Studio album by David Gilmour
- Released: 6 September 2024
- Studios: Medina Studio Salvation Studios British Grove Studios Angel Studios Astoria Studio Iguana Studios
- Length: 43:21
- Label: Sony
- Producers: David Gilmour; Charlie Andrew;

David Gilmour chronology
| Live at Pompeii (2017) | Luck and Strange (2024) | The Luck and Strange Concerts (2025) |

Singles from Luck and Strange
- "The Piper's Call" Released: 25 April 2024; "Between Two Points" Released: 17 June 2024; "Dark and Velvet Nights" Released: 9 August 2024; "Luck and Strange" Released: 12 September 2024;

= Luck and Strange =

Luck and Strange is the fifth studio album by the English guitarist and songwriter David Gilmour, released on 6 September 2024 by Sony Music. It was produced by Gilmour and Charlie Andrew.

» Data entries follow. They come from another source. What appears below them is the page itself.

//! Environment-level families: renderer, cursor style, angle unit, color model, device orientation, sizing.

use strum_macros::{Display, EnumString, IntoStaticStr, VariantArray};

use super::ConstFamily;
use crate::consts::registry::ConstValue;

/// Graphics renderer backing a canvas.
#[derive(Debug, Clone, Copy, PartialEq, Eq, Hash, Display, EnumString, IntoStaticStr, VariantArray)]
pub enum Renderer {
    #[strum(to_string = "p2d")]
    P2d,
    #[strum(to_string = "webgl")]
    Webgl,
}

impl Renderer {
    pub fn as_str(self) -> &'static str {
        self.into()
    }
}

impl ConstFamily for Renderer {
    const FAMILY: &'static str = "renderer";

    fn const_name(self) -> &'static str {
        match self {
            Renderer::P2d => "P2D",
            Renderer::Webgl => "WEBGL",
        }
    }

    fn value(self) -> ConstValue {
        ConstValue::Str(self.as_str())
    }
}

/// Mouse cursor style.
///
/// ## Notes
/// - Wire values are CSS `cursor` keywords, so `Arrow` is `"default"` and `Hand` is `"pointer"`.
#[derive(Debug, Clone, Copy, PartialEq, Eq, Hash, Display, EnumString, IntoStaticStr, VariantArray)]
pub enum Cursor {
    #[strum(to_string = "default")]
    Arrow,
    #[strum(to_string = "crosshair")]
    Cross,
    #[strum(to_string = "pointer")]
    Hand,
    #[strum(to_string = "move")]
    Move,
    #[strum(to_string = "text")]
    Text,
    #[strum(to_string = "wait")]
    Wait,
}

impl Cursor {
    pub fn as_str(self) -> &'static str {
        self.into()
    }
}

impl ConstFamily for Cursor {
    const FAMILY: &'static str = "cursor";

    fn const_name(self) -> &'static str {
        match self {
            Cursor::Arrow => "ARROW",
            Cursor::Cross => "CROSS",
            Cursor::Hand => "HAND",
            Cursor::Move => "MOVE",
            Cursor::Text => "TEXT",
            Cursor::Wait => "WAIT",
        }
    }

    fn value(self) -> ConstValue {
        ConstValue::Str(self.as_str())
    }
}

/// Unit used to interpret angles.
#[derive(Debug, Clone, Copy, PartialEq, Eq, Hash, Display, EnumString, IntoStaticStr, VariantArray)]
pub enum AngleMode {
    #[strum(to_string = "degrees")]
    Degrees,
    #[strum(to_string = "radians")]
    Radians,
}

impl AngleMode {
    pub fn as_str(self) -> &'static str {
        self.into()
    }
}

impl ConstFamily for AngleMode {
    const FAMILY: &'static str = "angle mode";

    fn const_name(self) -> &'static str {
        match self {
            AngleMode::Degrees => "DEGREES",
            AngleMode::Radians => "RADIANS",
        }
    }

    fn value(self) -> ConstValue {
        ConstValue::Str(self.as_str())
    }
}

/// Color model used to interpret color components.
#[derive(Debug, Clone, Copy, PartialEq, Eq, Hash, Display, EnumString, IntoStaticStr, VariantArray)]
pub enum ColorMode {
    #[strum(to_string = "rgb")]
    Rgb,
    #[strum(to_string = "hsb")]
    Hsb,
    #[strum(to_string = "hsl")]
    Hsl,
}

impl ColorMode {
    pub fn as_str(self) -> &'static str {
        self.into()
    }
}

impl ConstFamily for ColorMode {
    const FAMILY: &'static str = "color mode";

    fn const_name(self) -> &'static str {
        match self {
            ColorMode::Rgb => "RGB",
            ColorMode::Hsb => "HSB",
            ColorMode::Hsl => "HSL",
        }
    }

    fn value(self) -> ConstValue {
        ConstValue::Str(self.as_str())
    }
}

/// Device orientation.
#[derive(Debug, Clone, Copy, PartialEq, Eq, Hash, Display, EnumString, IntoStaticStr, VariantArray)]
pub enum Orientation {
    #[strum(to_string = "landscape")]
    Landscape,
    #[strum(to_string = "portrait")]
    Portrait,
}

impl Orientation {
    pub fn as_str(self) -> &'static str {
        self.into()
    }
}

impl ConstFamily for Orientation {
    const FAMILY: &'static str = "orientation";

    fn const_name(self) -> &'static str {
        match self {
            Orientation::Landscape => "LANDSCAPE",
            Orientation::Portrait => "PORTRAIT",
        }
    }

    fn value(self) -> ConstValue {
        ConstValue::Str(self.as_str())
    }
}

/// Automatic sizing for DOM elements (`size(AUTO, h)`).
#[derive(Debug, Clone, Copy, PartialEq, Eq, Hash, Display, EnumString, IntoStaticStr, VariantArray)]
pub enum Sizing {
    #[strum(to_string = "auto")]
    Auto,
}

impl Sizing {
    pub fn as_str(self) -> &'static str {
        self.into()
    }
}

impl ConstFamily for Sizing {
    const FAMILY: &'static str = "sizing";

    fn const_name(self) -> &'static str {
        match self {
            Sizing::Auto => "AUTO",
        }
    }

    fn value(self) -> ConstValue {
        ConstValue::Str(self.as_str())
    }
}
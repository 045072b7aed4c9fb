//! Tracking number record
//!
//! [`TrackingNumber`] is the public result of identification. It owns the
//! raw input, the normalized number and at most one retained match, and
//! derives everything else from that match on demand. The retained match is
//! private: nothing about a record can change after construction.

use crate::courier::LookupEntry;
use crate::engine::FormatMatch;
use crate::error::{EngineError, Result};
use crate::registry::CourierRegistry;
use crate::types::Captures;
use serde::{Serialize, Serializer};
use std::fmt;

/// Additional attribute naming the service level
pub const SERVICE_TYPE_ATTRIBUTE: &str = "Service Type";
/// Additional attribute naming the package or container type
pub const CONTAINER_TYPE_ATTRIBUTE: &str = "Container Type";
/// Additional attribute carrying a rebranding block
pub const COURIER_ATTRIBUTE: &str = "Courier";

const SHIPPER_ID_GROUP: &str = "ShipperId";
const DESTINATION_ZIP_GROUP: &str = "DestinationZip";

/// Placeholder in tracking URL templates
const TRACKING_URL_PLACEHOLDER: &str = "%s";

/// Courier identity as presented to the user, after rebranding.
#[derive(Debug, Clone, PartialEq, Eq, Serialize)]
pub struct CourierInfo {
    pub name: String,
    pub courier_code: String,
}

/// Serializable snapshot of everything derived from a record.
#[derive(Debug, Clone, PartialEq, Serialize)]
pub struct TrackingInfo {
    pub tracking_number: String,
    pub valid: bool,
    #[serde(skip_serializing_if = "Option::is_none")]
    pub courier: Option<CourierInfo>,
    #[serde(skip_serializing_if = "Option::is_none")]
    pub service_type: Option<String>,
    #[serde(skip_serializing_if = "Option::is_none")]
    pub service_description: Option<String>,
    #[serde(skip_serializing_if = "Option::is_none")]
    pub destination_zip: Option<String>,
    #[serde(skip_serializing_if = "Option::is_none")]
    pub shipper_id: Option<String>,
    #[serde(skip_serializing_if = "Option::is_none")]
    pub package_type: Option<String>,
    #[serde(skip_serializing_if = "Option::is_none")]
    pub tracking_url: Option<String>,
    #[serde(skip_serializing_if = "Option::is_none")]
    pub decoded: Option<Captures>,
}

/// Remove all whitespace and upper-case the input.
pub fn normalize(input: &str) -> String {
    input
        .chars()
        .filter(|c| !c.is_whitespace())
        .collect::<String>()
        .to_uppercase()
}

/// An identified (or unidentified) tracking number.
#[derive(Debug, Clone)]
pub struct TrackingNumber {
    original_number: String,
    tracking_number: String,
    matched: Option<FormatMatch>,
}

impl TrackingNumber {
    /// Normalize the input and scan the registry for it.
    ///
    /// # Errors
    ///
    /// Returns `EngineError::MissingInput` if no input is given or it is
    /// blank once whitespace is removed.
    pub fn new(registry: &CourierRegistry, input: Option<&str>) -> Result<Self> {
        let original_number = input.ok_or(EngineError::MissingInput)?;
        let tracking_number = normalize(original_number);

        if tracking_number.is_empty() {
            return Err(EngineError::MissingInput);
        }

        let matched = registry.scan(&tracking_number);

        Ok(Self {
            original_number: original_number.to_string(),
            tracking_number,
            matched,
        })
    }

    /// The input exactly as supplied.
    pub fn original_number(&self) -> &str {
        &self.original_number
    }

    /// The normalized number (no whitespace, upper case).
    pub fn tracking_number(&self) -> &str {
        &self.tracking_number
    }

    /// Whether some courier format matched and validated.
    pub fn is_valid(&self) -> bool {
        self.matched.is_some()
    }

    /// Name of the matched format descriptor.
    pub fn format_name(&self) -> Option<&str> {
        self.matched.as_ref()?.format_name.as_deref()
    }

    /// Resolved additional attribute by name.
    pub fn additional(&self, name: &str) -> Option<&LookupEntry> {
        self.matched.as_ref()?.additional.get(name)
    }

    fn courier_override(&self) -> Option<&crate::courier::CourierOverride> {
        self.additional(COURIER_ATTRIBUTE)?.courier.as_ref()
    }

    /// Courier name, preferring a rebranding block's name.
    pub fn courier_name(&self) -> Option<&str> {
        let matched = self.matched.as_ref()?;
        let rebranded = self.courier_override().and_then(|o| o.name.as_deref());
        Some(rebranded.unwrap_or(&matched.courier_name))
    }

    /// Courier code, preferring a rebranding block's code.
    pub fn courier_code(&self) -> Option<&str> {
        let matched = self.matched.as_ref()?;
        let rebranded = self.courier_override().and_then(|o| o.code.as_deref());
        Some(rebranded.unwrap_or(&matched.courier_code))
    }

    /// Courier identity: the base courier with rebranded fields applied.
    pub fn courier_info(&self) -> Option<CourierInfo> {
        Some(CourierInfo {
            name: self.courier_name()?.to_string(),
            courier_code: self.courier_code()?.to_string(),
        })
    }

    pub fn service_type(&self) -> Option<&str> {
        self.additional(SERVICE_TYPE_ATTRIBUTE)?.name.as_deref()
    }

    pub fn service_description(&self) -> Option<&str> {
        self.additional(SERVICE_TYPE_ATTRIBUTE)?
            .description
            .as_deref()
    }

    pub fn package_type(&self) -> Option<&str> {
        self.additional(CONTAINER_TYPE_ATTRIBUTE)?.name.as_deref()
    }

    pub fn shipper_id(&self) -> Option<&str> {
        self.captured(SHIPPER_ID_GROUP)
    }

    pub fn destination_zip(&self) -> Option<&str> {
        self.captured(DESTINATION_ZIP_GROUP)
    }

    /// Tracking URL for this number.
    ///
    /// Uses the rebranding block's template when it has one, otherwise the
    /// matched format's own template.
    pub fn tracking_url(&self) -> Option<String> {
        let matched = self.matched.as_ref()?;
        let template = self
            .courier_override()
            .and_then(|o| o.tracking_url.as_deref())
            .or(matched.tracking_url.as_deref())?;

        Some(template.replacen(TRACKING_URL_PLACEHOLDER, &self.tracking_number, 1))
    }

    /// All named groups captured by the matched format.
    pub fn decode(&self) -> Option<&Captures> {
        self.matched.as_ref().map(|m| &m.captures)
    }

    /// Snapshot of all derived properties.
    pub fn info(&self) -> TrackingInfo {
        TrackingInfo {
            tracking_number: self.tracking_number.clone(),
            valid: self.is_valid(),
            courier: self.courier_info(),
            service_type: self.service_type().map(str::to_string),
            service_description: self.service_description().map(str::to_string),
            destination_zip: self.destination_zip().map(str::to_string),
            shipper_id: self.shipper_id().map(str::to_string),
            package_type: self.package_type().map(str::to_string),
            tracking_url: self.tracking_url(),
            decoded: self.decode().cloned(),
        }
    }

    fn captured(&self, group: &str) -> Option<&str> {
        self.matched.as_ref()?.captures.get(group).map(String::as_str)
    }
}

impl Serialize for TrackingNumber {
    fn serialize<S: Serializer>(&self, serializer: S) -> std::result::Result<S::Ok, S::Error> {
        self.info().serialize(serializer)
    }
}

impl fmt::Display for TrackingNumber {
    fn fmt(&self, f: &mut fmt::Formatter<'_>) -> fmt::Result {
        write!(f, "{}", self.tracking_number)
    }
}
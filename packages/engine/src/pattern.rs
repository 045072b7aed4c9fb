//! Free-spacing patterns with named capture groups
//!
//! Courier definitions author their patterns in free-spacing mode: whitespace
//! is insignificant and `#` starts a comment running to the end of the line.
//! Large patterns may be written as a list of fragments, which are joined
//! with a single space before compilation.
//!
//! ```yaml
//! regex:
//!   - '^ \s* 1\s*Z\s*'
//!   - '(?<SerialNumber> ([A-Z0-9]\s*){15} )'
//!   - '(?<CheckDigit> [A-Z0-9]\s* ) $'
//! ```
//!
//! Inside a character class whitespace and `#` are literal, so `[#A]` and
//! `[\-_ ]` mean what they say.
//!
//! Patterns are compiled when the definition is parsed, so a broken pattern
//! is reported by the loader and never during identification.

use crate::config;
use crate::error::{EngineError, Result};
use crate::types::Captures;
use regex::{Regex, RegexBuilder};
use serde::{Deserialize, Serialize, Serializer};

/// Pattern source as it appears in a definition document.
#[derive(Debug, Clone, PartialEq, Deserialize)]
#[serde(untagged)]
pub enum PatternSource {
    /// Whole pattern in one string
    Single(String),
    /// Pattern authored in pieces
    Fragments(Vec<String>),
}

impl PatternSource {
    /// Assemble the source text that gets compiled.
    pub fn assemble(&self) -> String {
        match self {
            PatternSource::Single(s) => s.clone(),
            PatternSource::Fragments(parts) => parts.join(" "),
        }
    }
}

/// A compiled free-spacing pattern.
#[derive(Debug, Clone, Deserialize)]
#[serde(try_from = "PatternSource")]
pub struct Pattern {
    source: String,
    regex: Regex,
}

impl Pattern {
    /// Compile a pattern from its source text.
    ///
    /// # Errors
    ///
    /// Returns `EngineError::Configuration` for a blank pattern (it would
    /// match every input) and `EngineError::InvalidPattern` if the source
    /// does not compile.
    pub fn new(source: impl Into<String>) -> Result<Self> {
        let source = source.into();

        if source.trim().is_empty() {
            return Err(EngineError::Configuration(
                "Pattern source is empty".to_string(),
            ));
        }

        let regex = RegexBuilder::new(&escape_class_literals(&source))
            .ignore_whitespace(true)
            .size_limit(config::MAX_COMPILED_PATTERN_SIZE)
            .build()
            .map_err(|e| EngineError::InvalidPattern {
                pattern: source.clone(),
                source: Box::new(e),
            })?;

        Ok(Self { source, regex })
    }

    /// The source text this pattern was compiled from.
    pub fn as_str(&self) -> &str {
        &self.source
    }

    /// Names of all named groups in the pattern, in declaration order.
    pub fn group_names(&self) -> impl Iterator<Item = &str> {
        self.regex.capture_names().flatten()
    }

    /// Run the pattern and collect the named groups that participated.
    ///
    /// Returns `None` when the pattern does not match.
    pub fn captures(&self, haystack: &str) -> Option<Captures> {
        let caps = self.regex.captures(haystack)?;

        Some(
            self.group_names()
                .filter_map(|name| {
                    caps.name(name)
                        .map(|m| (name.to_string(), m.as_str().to_string()))
                })
                .collect(),
        )
    }

    /// Whether the pattern matches anywhere in the haystack.
    pub fn is_match(&self, haystack: &str) -> bool {
        self.regex.is_match(haystack)
    }

    /// Whether the leftmost match in the haystack is non-empty.
    ///
    /// Lookup entries use this so that patterns which can match the empty
    /// string (e.g. `[0-9]*`) do not select every value.
    pub fn matches_non_empty(&self, haystack: &str) -> bool {
        self.regex.find(haystack).is_some_and(|m| !m.is_empty())
    }
}

/// Escape whitespace and `#` inside character classes.
///
/// Free-spacing mode in the regex crate would otherwise drop class
/// whitespace and treat `#` as the start of a comment. Escape sequences and
/// comments outside classes are copied unchanged.
fn escape_class_literals(source: &str) -> String {
    let mut out = String::with_capacity(source.len());
    let mut chars = source.chars().peekable();
    let mut class_depth = 0usize;

    while let Some(c) = chars.next() {
        match c {
            '\\' => {
                out.push(c);
                if let Some(escaped) = chars.next() {
                    out.push(escaped);
                }
            }
            '#' if class_depth == 0 => {
                out.push(c);
                for rest in chars.by_ref() {
                    out.push(rest);
                    if rest == '\n' {
                        break;
                    }
                }
            }
            '[' => {
                out.push(c);
                class_depth += 1;
                // A `]` right after the opening bracket (or `[^`) is literal
                if chars.peek() == Some(&'^') {
                    out.push('^');
                    chars.next();
                }
                if chars.peek() == Some(&']') {
                    out.push(']');
                    chars.next();
                }
            }
            ']' if class_depth > 0 => {
                out.push(c);
                class_depth -= 1;
            }
            c if class_depth > 0 && (c == '#' || c.is_whitespace()) => {
                out.push_str(&format!("\\x{{{:X}}}", u32::from(c)));
            }
            c => out.push(c),
        }
    }

    out
}

impl TryFrom<PatternSource> for Pattern {
    type Error = EngineError;

    fn try_from(source: PatternSource) -> Result<Self> {
        Pattern::new(source.assemble())
    }
}

impl PartialEq for Pattern {
    fn eq(&self, other: &Self) -> bool {
        self.source == other.source
    }
}

impl Serialize for Pattern {
    fn serialize<S: Serializer>(&self, serializer: S) -> std::result::Result<S::Ok, S::Error> {
        serializer.serialize_str(&self.source)
    }
}
//! Error types for the tracking number engine

use thiserror::Error;

/// Main error type for engine operations
#[derive(Error, Debug)]
pub enum EngineError {
    /// No tracking number was supplied to the record constructor
    #[error("Missing tracking number")]
    MissingInput,

    /// Malformed courier definition (bad descriptor, unsupported layout)
    #[error("Configuration error: {0}")]
    Configuration(String),

    /// A pattern in a courier definition failed to compile
    #[error("Invalid pattern '{pattern}': {source}")]
    InvalidPattern {
        pattern: String,
        #[source]
        source: Box<regex::Error>,
    },

    /// Failed to load a courier definition file
    #[error("Failed to load courier definition: {0}")]
    LoadError(String),

    /// YAML parsing error
    #[error("YAML parse error: {0}")]
    YamlError(#[from] serde_yaml::Error),

    /// JSON parsing error
    #[error("JSON error: {0}")]
    JsonError(#[from] serde_json::Error),

    /// IO error (file operations)
    #[error("IO error: {0}")]
    IoError(#[from] std::io::Error),
}

impl EngineError {
    /// Whether this error indicates a broken courier registry rather than bad caller input.
    ///
    /// Parse failures count as configuration errors: unknown checksum names and
    /// uncompilable patterns inside a definition surface through the parser.
    pub fn is_configuration_error(&self) -> bool {
        matches!(
            self,
            EngineError::Configuration(_)
                | EngineError::InvalidPattern { .. }
                | EngineError::YamlError(_)
                | EngineError::JsonError(_)
        )
    }
}

/// Result type alias for engine operations
pub type Result<T> = std::result::Result<T, EngineError>;
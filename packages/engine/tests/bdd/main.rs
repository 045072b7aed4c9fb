//! BDD Test Runner for the tracking number engine
//!
//! Runs the Gherkin scenarios in the repository's `features/` directory.
//!
//! # Usage
//!
//! ```bash
//! cargo test --test bdd -- --nocapture
//! ```

// Allow panic/expect in test code - these are appropriate for test setup
#![allow(clippy::expect_used, clippy::panic, clippy::unwrap_used)]

mod helpers;
mod steps;
mod world;

use cucumber::World;
use std::path::Path;

#[tokio::main]
async fn main() {
    // Initialize tracing subscriber (respects RUST_LOG env var)
    tracing_subscriber::fmt()
        .with_env_filter(tracing_subscriber::EnvFilter::from_default_env())
        .with_test_writer()
        .init();

    // Find the features directory relative to the package
    let manifest_dir = env!("CARGO_MANIFEST_DIR");
    let features_dir = Path::new(manifest_dir)
        .parent() // packages/
        .and_then(|p| p.parent()) // project root
        .map(|p| p.join("features"))
        .expect("Could not find features directory");

    if !features_dir.exists() {
        panic!("Features directory not found: {}", features_dir.display());
    }

    world::TrackingWorld::cucumber()
        .with_default_cli()
        .run(features_dir)
        .await;
}
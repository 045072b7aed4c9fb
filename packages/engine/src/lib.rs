//! Tracking number engine
//!
//! Identifies the courier that issued a tracking number, validates its check
//! digit and decodes the metadata carried in its digits.
//! This library provides functionality for:
//! - Loading data-driven courier definitions (YAML or JSON)
//! - Matching free-spacing patterns with named capture groups
//! - Check digit validation (mod10, mod7, S10, weighted double modulo)
//! - Resolving service type, container type and rebranded couriers
//!
//! # Example
//!
//! ```ignore
//! use tracknum_engine::CourierRegistry;
//!
//! let registry = CourierRegistry::bundled()?;
//! let tracking = registry.identify("RB123456785GB")?;
//!
//! assert!(tracking.is_valid());
//! assert_eq!(tracking.courier_name(), Some("Royal Mail Group plc"));
//! assert_eq!(tracking.service_type(), Some("Letter Post Registered"));
//! ```

pub mod additional;
pub mod checksum;
pub mod config;
pub mod courier;
pub mod engine;
pub mod error;
pub mod pattern;
pub mod registry;
pub mod tracking;
pub mod types;

// Re-export commonly used items
pub use checksum::Checksum;
pub use courier::{
    AdditionalLookup, CourierDefinition, CourierOverride, FormatDescriptor, LookupEntry,
    Validation,
};
pub use engine::{FormatEngine, FormatMatch};
pub use error::{EngineError, Result};
pub use pattern::Pattern;
pub use registry::CourierRegistry;
pub use tracking::{CourierInfo, TrackingInfo, TrackingNumber};
pub use types::{AttributeValue, Captures};

/// Library version
pub const VERSION: &str = env!("CARGO_PKG_VERSION");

Gilmour's wife, novelist Polly Samson, wrote most of the lyrics, which she said addressed mortality and aging. Their children contributed additional vocals, lyrics and instrumentation. The song "Luck and Strange" features keyboards recorded in 2007 by the Pink Floyd keyboardist, Richard Wright, who died in 2008. The album also features a cover of the 1999 song "Between Two Points", originally by the British band the Montgolfier Brothers.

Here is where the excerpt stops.